[[ Task inputs, beginning ]]
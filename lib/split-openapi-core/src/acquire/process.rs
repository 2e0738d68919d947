use std::path::{Path, PathBuf};
use std::process::Stdio;

use tokio::process::Command;
use tracing::{debug, info};

use super::{FileSource, RawSpec, SpecSource};
use crate::SplitError;

/// Placeholder replaced by the generator output path in [`ProcessSource`] arguments.
pub const OUTPUT_PLACEHOLDER: &str = "{output}";

/// Arguments of `dotnet swagger tofile` writing to [`OUTPUT_PLACEHOLDER`].
pub fn dotnet_swagger_args(assembly: &Path, api_version: &str) -> Vec<String> {
    vec![
        "swagger".to_owned(),
        "tofile".to_owned(),
        "--output".to_owned(),
        OUTPUT_PLACEHOLDER.to_owned(),
        assembly.display().to_string(),
        api_version.to_owned(),
    ]
}

/// Runs an external generator that writes the specification to a file, then reads that file.
///
/// ```rust,no_run
/// use split_openapi_core::acquire::{ProcessSource, SpecSource};
///
/// # async fn example() -> Result<(), split_openapi_core::SplitError> {
/// let source = ProcessSource::new("dotnet", "swagger.yaml").with_args([
///     "swagger",
///     "tofile",
///     "--output",
///     "{output}",
///     "bin/Debug/net8.0/MyApi.dll",
///     "v1",
/// ]);
/// let raw = source.acquire().await?;
/// # Ok(())
/// # }
/// ```
#[derive(Debug, Clone, PartialEq, Eq)]
pub struct ProcessSource {
    command: String,
    args: Vec<String>,
    output: PathBuf,
}

impl ProcessSource {
    /// A generator `command` expected to write `output`.
    pub fn new(command: impl Into<String>, output: impl Into<PathBuf>) -> Self {
        Self {
            command: command.into(),
            args: Vec::new(),
            output: output.into(),
        }
    }

    /// Appends an argument.
    #[must_use]
    pub fn with_arg(mut self, arg: impl Into<String>) -> Self {
        self.args.push(arg.into());
        self
    }

    /// Appends several arguments.
    #[must_use]
    pub fn with_args<I, S>(mut self, args: I) -> Self
    where
        I: IntoIterator<Item = S>,
        S: Into<String>,
    {
        self.args.extend(args.into_iter().map(Into::into));
        self
    }

    /// Arguments with [`OUTPUT_PLACEHOLDER`] substituted.
    pub fn resolved_args(&self) -> Vec<String> {
        let output = self.output.to_string_lossy();
        self.args
            .iter()
            .map(|arg| arg.replace(OUTPUT_PLACEHOLDER, &output))
            .collect()
    }

    fn command_line(&self, args: &[String]) -> String {
        let mut line = self.command.clone();
        for arg in args {
            line.push(' ');
            line.push_str(arg);
        }
        line
    }
}

impl SpecSource for ProcessSource {
    async fn acquire(&self) -> Result<RawSpec, SplitError> {
        let args = self.resolved_args();
        let command_line = self.command_line(&args);
        info!(command = %command_line, "generating specification");

        let output = Command::new(&self.command)
            .args(&args)
            .stdin(Stdio::null())
            .output()
            .await
            .map_err(|err| SplitError::ExternalTool {
                command: command_line.clone(),
                code: None,
                stderr: err.to_string(),
            })?;

        if !output.status.success() {
            return Err(SplitError::ExternalTool {
                command: command_line,
                code: output.status.code(),
                stderr: String::from_utf8_lossy(&output.stderr).trim().to_owned(),
            });
        }
        debug!(output = %self.output.display(), "specification generated");

        FileSource::new(&self.output).acquire().await
    }
}

#[cfg(test)]
mod tests {
    use super::*;

    #[test]
    fn should_substitute_output_placeholder() {
        let source = ProcessSource::new("dotnet", "out/swagger.yaml")
            .with_args(dotnet_swagger_args(Path::new("MyApi.dll"), "v1"));

        assert_eq!(
            source.resolved_args(),
            [
                "swagger",
                "tofile",
                "--output",
                "out/swagger.yaml",
                "MyApi.dll",
                "v1"
            ]
        );
    }

    #[test]
    fn should_substitute_placeholder_inside_argument() {
        let source = ProcessSource::new("generator", "spec.json").with_arg("--out={output}");

        assert_eq!(source.resolved_args(), ["--out=spec.json"]);
    }

    #[cfg(unix)]
    #[tokio::test]
    async fn should_read_generated_file() -> anyhow::Result<()> {
        let dir = tempfile::tempdir()?;
        let output = dir.path().join("swagger.yaml");
        let source = ProcessSource::new("sh", &output).with_args([
            "-c",
            "printf 'openapi: 3.0.0\\npaths: {}\\n' > \"$0\"",
            OUTPUT_PLACEHOLDER,
        ]);

        let raw = source.acquire().await?;

        assert_eq!(raw.content, "openapi: 3.0.0\npaths: {}\n");
        assert_eq!(raw.format_hint, Some(crate::SpecFormat::Yaml));
        Ok(())
    }

    #[cfg(unix)]
    #[tokio::test]
    async fn should_report_exit_code_and_stderr() {
        let source = ProcessSource::new("sh", "unused.yaml")
            .with_args(["-c", "echo 'assembly not found' >&2; exit 3"]);

        let result = source.acquire().await;

        match result {
            Err(SplitError::ExternalTool { code, stderr, .. }) => {
                assert_eq!(code, Some(3));
                assert_eq!(stderr, "assembly not found");
            }
            other => panic!("expected ExternalTool, got {other:?}"),
        }
    }

    #[tokio::test]
    async fn should_report_missing_tool() {
        let source = ProcessSource::new("split-openapi-no-such-generator", "unused.yaml");

        let result = source.acquire().await;

        assert!(
            matches!(result, Err(SplitError::ExternalTool { code: None, .. })),
            "got {result:?}"
        );
    }

    #[cfg(unix)]
    #[tokio::test]
    async fn should_fail_when_generator_writes_nothing() -> anyhow::Result<()> {
        let dir = tempfile::tempdir()?;
        let source = ProcessSource::new("true", dir.path().join("never-written.yaml"));

        let result = source.acquire().await;

        assert!(matches!(result, Err(SplitError::NotFound { .. })));
        Ok(())
    }
}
[[ Task inputs, end ]]
[Exercise aim]:
Wherever the word "status" turns up in a line of the entries above, copy that line.

[Exercise solution]:
        if !output.status.success() {
                code: output.status.code(),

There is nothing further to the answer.